È stato costruito nel 1866, su volere dell’allora pontefice, per dissetare la borga di Sant’Onofrio, sulla via Trionfale. A distanza di 160 anni però, il fontanile di Pio IX sembra essere dimenticato. Ma non da tutti.
La candidatura tra i luoghi del cuore
Quasi 200 persone, su impulso della onlus “Plastic free”, hanno deciso di sostenere la candidatura del manufatto come “Luogo del cuore” del Fondo ambiente italiano. “Il Fontanile di Pio IX racconta una comunità nata e cresciuta intorno all’acqua. Oggi rischia di essere cancellato non dal tempo, ma dall’invisibilità e dall’indifferenza – ha spiegato Margherita Maiani, segretario generale di Plastic Free Onlus - Restituirgli visibilità significa riconsegnare al quartiere un pezzo della propria identità e ricordare che la tutela dell’ambiente comprende anche il paesaggio, la memoria e i luoghi nei quali una comunità si riconosce”.
Il fontanile si trova a una quota più bassa rispetto all’attuale sedime stradale e, per questo passa inosservato. Eppure resiste a distanza di secoli, nonostante l’incuria, la vegetazione infestante, i rifiuti che vi sono stati abbandonati tutto intorno, andando a coprire anche la via Francigena che gli passa proprio a fianco. L’antica vasca, i suoi archi, la lapide con i simboli papalini, sono ancora in buone condizioni ma necessitano un restauro.

Il restauro in stand-by
Nel 2021 l’amministrazione municipale aveva avanzato la richiesta di uno stanziamento, pari a 416mila euro, che aveva ottenuto anche il via libera della giunta capitolina. Era stato anche sottoposto il progetto di recupero alla Sovrintendenza capitolina , La condizione del fontanile non è però cambiata e la sensazione e sono stati necessari successivi interventi, di cui sono stati protagonisti i volontari di Plastic Free Onlus, che hanno permesso di rimuovere nel 2024 circa 420 chili di rifiuti, liberando il fontanile. Al di là del lavoro svolto dai volontari, serve però un impegno diverso per il definitivo rilancio del fontanile.

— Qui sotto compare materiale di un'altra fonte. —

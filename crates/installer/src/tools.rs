//! Tool provisioner.
//!
//! Downloads the pinned external binaries into `~/.k1/tools`:
//! - `kubectl` and `terraform` for every installation
//! - `helm`, `mkcert` and `k3d` for local k3d installations
//!
//! Downloads run in parallel; the first failure aborts the rest. A binary
//! already present that reports the pinned version is kept as is.

use std::collections::HashMap;
use std::fmt;
use std::io::Read;
use std::path::{Path, PathBuf};
use std::time::Duration;

use reqwest::Client;
use thiserror::Error;
use tokio::task::JoinSet;
use tracing::{debug, info, warn};

use crate::exec::{Executor, Invocation};

/// Timeout for a single binary download.
const DOWNLOAD_TIMEOUT_SECS: u64 = 300;

/// Connect timeout for downloads.
const CONNECT_TIMEOUT_SECS: u64 = 10;

/// Errors raised while provisioning tools.
#[derive(Error, Debug)]
pub enum ToolError {
    /// A binary could not be fetched, unpacked or installed.
    #[error("failed to download {tool}: {cause}")]
    Download { tool: Tool, cause: String },

    /// The tools directory cannot be prepared.
    #[error("tools directory error: {0}")]
    Io(#[from] std::io::Error),
}

impl ToolError {
    fn download(tool: Tool, cause: impl fmt::Display) -> Self {
        Self::Download {
            tool,
            cause: cause.to_string(),
        }
    }
}

/// External binaries the installer drives.
#[derive(Debug, Clone, Copy, PartialEq, Eq, Hash)]
pub enum Tool {
    Kubectl,
    Terraform,
    Helm,
    Mkcert,
    K3d,
}

impl Tool {
    /// File name inside the tools directory.
    #[must_use]
    pub fn binary_name(self) -> &'static str {
        match self {
            Self::Kubectl => "kubectl",
            Self::Terraform => "terraform",
            Self::Helm => "helm",
            Self::Mkcert => "mkcert",
            Self::K3d => "k3d",
        }
    }

    /// Tools needed for a cloud target.
    #[must_use]
    pub fn required_for(local: bool) -> Vec<Tool> {
        if local {
            vec![Self::Kubectl, Self::Terraform, Self::Helm, Self::Mkcert, Self::K3d]
        } else {
            vec![Self::Kubectl, Self::Terraform]
        }
    }
}

impl fmt::Display for Tool {
    fn fmt(&self, f: &mut fmt::Formatter<'_>) -> fmt::Result {
        f.write_str(self.binary_name())
    }
}

/// Pinned tool versions.
#[derive(Debug, Clone, PartialEq, Eq)]
pub struct ToolVersions {
    pub kubectl: String,
    pub terraform: String,
    pub helm: String,
    pub mkcert: String,
    pub k3d: String,
}

impl Default for ToolVersions {
    fn default() -> Self {
        Self {
            kubectl: "v1.25.7".to_string(),
            terraform: "1.3.8".to_string(),
            helm: "v3.11.1".to_string(),
            mkcert: "v1.4.4".to_string(),
            k3d: "v5.4.6".to_string(),
        }
    }
}

impl ToolVersions {
    #[must_use]
    pub fn get(&self, tool: Tool) -> &str {
        match tool {
            Tool::Kubectl => &self.kubectl,
            Tool::Terraform => &self.terraform,
            Tool::Helm => &self.helm,
            Tool::Mkcert => &self.mkcert,
            Tool::K3d => &self.k3d,
        }
    }
}

/// How a release artifact is packaged.
#[derive(Debug, Clone, PartialEq, Eq)]
enum Packaging {
    Raw,
    Zip { entry: String },
    TarGz { entry: String },
}

/// Operating system / architecture pair in release naming.
#[derive(Debug, Clone, PartialEq, Eq)]
pub struct Platform {
    pub os: String,
    pub arch: String,
}

impl Platform {
    /// The platform this binary runs on.
    #[must_use]
    pub fn current() -> Self {
        let os = match std::env::consts::OS {
            "macos" => "darwin",
            other => other,
        };
        let arch = match std::env::consts::ARCH {
            "x86_64" => "amd64",
            "aarch64" => "arm64",
            other => other,
        };
        Self {
            os: os.to_string(),
            arch: arch.to_string(),
        }
    }
}

/// Where a tool comes from.
#[derive(Debug, Clone)]
struct Release {
    url: String,
    packaging: Packaging,
}

fn release(tool: Tool, version: &str, p: &Platform) -> Release {
    let (os, arch) = (&p.os, &p.arch);
    match tool {
        Tool::Kubectl => Release {
            url: format!("https://dl.k8s.io/release/{version}/bin/{os}/{arch}/kubectl"),
            packaging: Packaging::Raw,
        },
        Tool::Terraform => Release {
            url: format!(
                "https://releases.hashicorp.com/terraform/{version}/terraform_{version}_{os}_{arch}.zip"
            ),
            packaging: Packaging::Zip {
                entry: "terraform".to_string(),
            },
        },
        Tool::Helm => Release {
            url: format!("https://get.helm.sh/helm-{version}-{os}-{arch}.tar.gz"),
            packaging: Packaging::TarGz {
                entry: format!("{os}-{arch}/helm"),
            },
        },
        Tool::Mkcert => Release {
            url: format!(
                "https://github.com/FiloSottile/mkcert/releases/download/{version}/mkcert-{version}-{os}-{arch}"
            ),
            packaging: Packaging::Raw,
        },
        Tool::K3d => Release {
            url: format!("https://github.com/k3d-io/k3d/releases/download/{version}/k3d-{os}-{arch}"),
            packaging: Packaging::Raw,
        },
    }
}

/// Arguments that make `tool` print its version.
fn version_probe(tool: Tool) -> &'static [&'static str] {
    match tool {
        Tool::Kubectl => &["version", "--client=true", "-oyaml"],
        Tool::Terraform => &["version", "-json"],
        Tool::Helm => &["version", "--template", "{{.Version}}"],
        Tool::Mkcert => &["-version"],
        Tool::K3d => &["version"],
    }
}

/// Whether probe output reports `version`.
fn reports_version(tool: Tool, output: &str, version: &str) -> bool {
    match tool {
        Tool::Kubectl => output
            .lines()
            .any(|l| l.trim() == format!("gitVersion: {version}")),
        Tool::Terraform => serde_json::from_str::<serde_json::Value>(output)
            .ok()
            .and_then(|v| v["terraform_version"].as_str().map(|v| v == version))
            .unwrap_or(false),
        _ => output.split_whitespace().any(|w| w == version),
    }
}

/// Absolute paths of provisioned binaries.
#[derive(Debug, Clone)]
pub struct ToolPaths {
    dir: PathBuf,
}

impl ToolPaths {
    /// Paths under `dir`.
    pub fn new(dir: impl Into<PathBuf>) -> Self {
        Self { dir: dir.into() }
    }

    #[must_use]
    pub fn get(&self, tool: Tool) -> PathBuf {
        self.dir.join(tool.binary_name())
    }
}

/// Downloads pinned tools.
#[derive(Debug, Clone)]
pub struct ToolProvisioner {
    client: Client,
    dir: PathBuf,
    versions: ToolVersions,
    platform: Platform,
    url_overrides: HashMap<Tool, String>,
}

impl ToolProvisioner {
    /// Create a provisioner writing into `dir`.
    ///
    /// # Errors
    /// Returns error if the HTTP client cannot be created.
    pub fn new(dir: impl Into<PathBuf>, versions: ToolVersions) -> Result<Self, ToolError> {
        let client = Client::builder()
            .connect_timeout(Duration::from_secs(CONNECT_TIMEOUT_SECS))
            .timeout(Duration::from_secs(DOWNLOAD_TIMEOUT_SECS))
            .build()
            .map_err(|e| ToolError::download(Tool::Kubectl, e))?;
        Ok(Self {
            client,
            dir: dir.into(),
            versions,
            platform: Platform::current(),
            url_overrides: HashMap::new(),
        })
    }

    /// Fetch `tool` from `url` instead of its upstream release location.
    #[must_use]
    pub fn with_url(mut self, tool: Tool, url: impl Into<String>) -> Self {
        self.url_overrides.insert(tool, url.into());
        self
    }

    /// Paths of the binaries in this provisioner's directory.
    #[must_use]
    pub fn paths(&self) -> ToolPaths {
        ToolPaths::new(&self.dir)
    }

    /// Make every tool in `tools` available at its pinned version.
    ///
    /// # Errors
    /// Returns [`ToolError::Download`] for the first tool that fails; the
    /// remaining downloads are cancelled.
    pub async fn provision(&self, tools: &[Tool]) -> Result<ToolPaths, ToolError> {
        tokio::fs::create_dir_all(&self.dir).await?;

        let mut set = JoinSet::new();
        let mut owners = HashMap::new();
        for &tool in tools {
            let this = self.clone();
            let handle = set.spawn(async move { this.ensure(tool).await });
            owners.insert(handle.id(), tool);
        }

        while let Some(joined) = set.join_next_with_id().await {
            match joined {
                Ok((_, Ok(()))) => {}
                Ok((_, Err(e))) => {
                    set.abort_all();
                    return Err(e);
                }
                Err(join_err) => {
                    set.abort_all();
                    let tool = owners.get(&join_err.id()).copied().unwrap_or(Tool::Kubectl);
                    let cause = if join_err.is_panic() {
                        "download task panicked".to_string()
                    } else {
                        join_err.to_string()
                    };
                    return Err(ToolError::download(tool, cause));
                }
            }
        }

        info!(dir = %self.dir.display(), count = tools.len(), "Tools ready");
        Ok(self.paths())
    }

    async fn ensure(&self, tool: Tool) -> Result<(), ToolError> {
        let version = self.versions.get(tool).to_string();
        let path = self.paths().get(tool);

        if self.is_current(tool, &path, &version).await {
            debug!(tool = %tool, version = %version, "Tool already present");
            return Ok(());
        }

        let mut release = release(tool, &version, &self.platform);
        if let Some(url) = self.url_overrides.get(&tool) {
            release.url.clone_from(url);
        }

        info!(tool = %tool, version = %version, url = %release.url, "Downloading tool");
        let response = self
            .client
            .get(&release.url)
            .send()
            .await
            .and_then(reqwest::Response::error_for_status)
            .map_err(|e| ToolError::download(tool, e))?;
        let bytes = response
            .bytes()
            .await
            .map_err(|e| ToolError::download(tool, e))?;

        let dir = self.dir.clone();
        tokio::task::spawn_blocking(move || install(tool, &release.packaging, &bytes, &dir))
            .await
            .map_err(|e| ToolError::download(tool, e))??;

        if !self.is_current(tool, &path, &version).await {
            return Err(ToolError::download(
                tool,
                format!("downloaded binary does not report version {version}"),
            ));
        }
        Ok(())
    }

    async fn is_current(&self, tool: Tool, path: &Path, version: &str) -> bool {
        if !path.exists() {
            return false;
        }
        let probe = Invocation::new(path)
            .args(version_probe(tool).iter().copied())
            .timeout(Duration::from_secs(30));
        match Executor.run(&probe).await {
            Ok(out) => reports_version(tool, &out.stdout, version),
            Err(e) => {
                warn!(tool = %tool, error = %e, "Version probe failed");
                false
            }
        }
    }
}

/// Unpack `bytes` and place the executable in `dir`.
fn install(tool: Tool, packaging: &Packaging, bytes: &[u8], dir: &Path) -> Result<(), ToolError> {
    let binary = match packaging {
        Packaging::Raw => bytes.to_vec(),
        Packaging::Zip { entry } => {
            let mut archive = zip::ZipArchive::new(std::io::Cursor::new(bytes))
                .map_err(|e| ToolError::download(tool, e))?;
            let mut file = archive
                .by_name(entry)
                .map_err(|e| ToolError::download(tool, format!("{entry}: {e}")))?;
            let mut out = Vec::new();
            file.read_to_end(&mut out)?;
            out
        }
        Packaging::TarGz { entry } => {
            let mut archive = tar::Archive::new(flate2::read::GzDecoder::new(bytes));
            let mut found = None;
            for item in archive.entries()? {
                let mut item = item?;
                if item.path()?.as_ref() == Path::new(entry) {
                    let mut out = Vec::new();
                    item.read_to_end(&mut out)?;
                    found = Some(out);
                    break;
                }
            }
            found.ok_or_else(|| ToolError::download(tool, format!("{entry} not in archive")))?
        }
    };

    let mut tmp = tempfile::NamedTempFile::new_in(dir)?;
    std::io::Write::write_all(&mut tmp, &binary)?;
    #[cfg(unix)]
    {
        use std::os::unix::fs::PermissionsExt;
        tmp.as_file()
            .set_permissions(std::fs::Permissions::from_mode(0o755))?;
    }
    tmp.persist(dir.join(tool.binary_name()))
        .map_err(|e| ToolError::Io(e.error))?;
    Ok(())
}

#[cfg(test)]
mod tests {
    use super::*;

    #[test]
    fn test_release_urls() {
        let p = Platform {
            os: "linux".into(),
            arch: "amd64".into(),
        };
        assert_eq!(
            release(Tool::Kubectl, "v1.25.7", &p).url,
            "https://dl.k8s.io/release/v1.25.7/bin/linux/amd64/kubectl"
        );
        assert_eq!(
            release(Tool::Terraform, "1.3.8", &p).url,
            "https://releases.hashicorp.com/terraform/1.3.8/terraform_1.3.8_linux_amd64.zip"
        );
        assert_eq!(
            release(Tool::Helm, "v3.11.1", &p).packaging,
            Packaging::TarGz {
                entry: "linux-amd64/helm".into()
            }
        );
    }

    #[test]
    fn test_reports_version() {
        let kubectl = "clientVersion:\n  gitVersion: v1.25.7\n  platform: linux/amd64\n";
        assert!(reports_version(Tool::Kubectl, kubectl, "v1.25.7"));
        assert!(!reports_version(Tool::Kubectl, kubectl, "v1.26.0"));
        let terraform = r#"{"terraform_version":"1.3.8","platform":"linux_amd64"}"#;
        assert!(reports_version(Tool::Terraform, terraform, "1.3.8"));
        assert!(reports_version(Tool::K3d, "k3d version v5.4.6\nk3s version v1.24", "v5.4.6"));
    }

    #[test]
    fn test_local_mode_needs_more_tools() {
        assert_eq!(Tool::required_for(false).len(), 2);
        assert!(Tool::required_for(true).contains(&Tool::Mkcert));
    }
}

I soldi del FAI per rilanciare il Fontanile
Il progetto di recupero che si vorrebbe realizzare prevede il consolidamento della struttura, il ripristino dell’approvvigionamento idrico, un sistema di illuminazione e di protezione volto a preservare il manufatto ottocentesco. “Occorre costruire le condizione perché sia protetto, recuperato e restituito stabilmente alla città” ha osservato Maiani. Potrebbe diventare anche una tappa della via Francigena. Perché questi obiettivi possano essere realizzati occorre un finanziamento che potrebbe essere ottenuto scalando la classifica del FAI, come lo scorso anno è stato fatto dal laghetto del Parco degli Acquedotti. Attualmente è collocato oltre la duecentesima posizione: c’ è ancora tanta strada da fare, quindi, per rilanciare un gioiello che oggi, pochi cittadini, sanno di avere.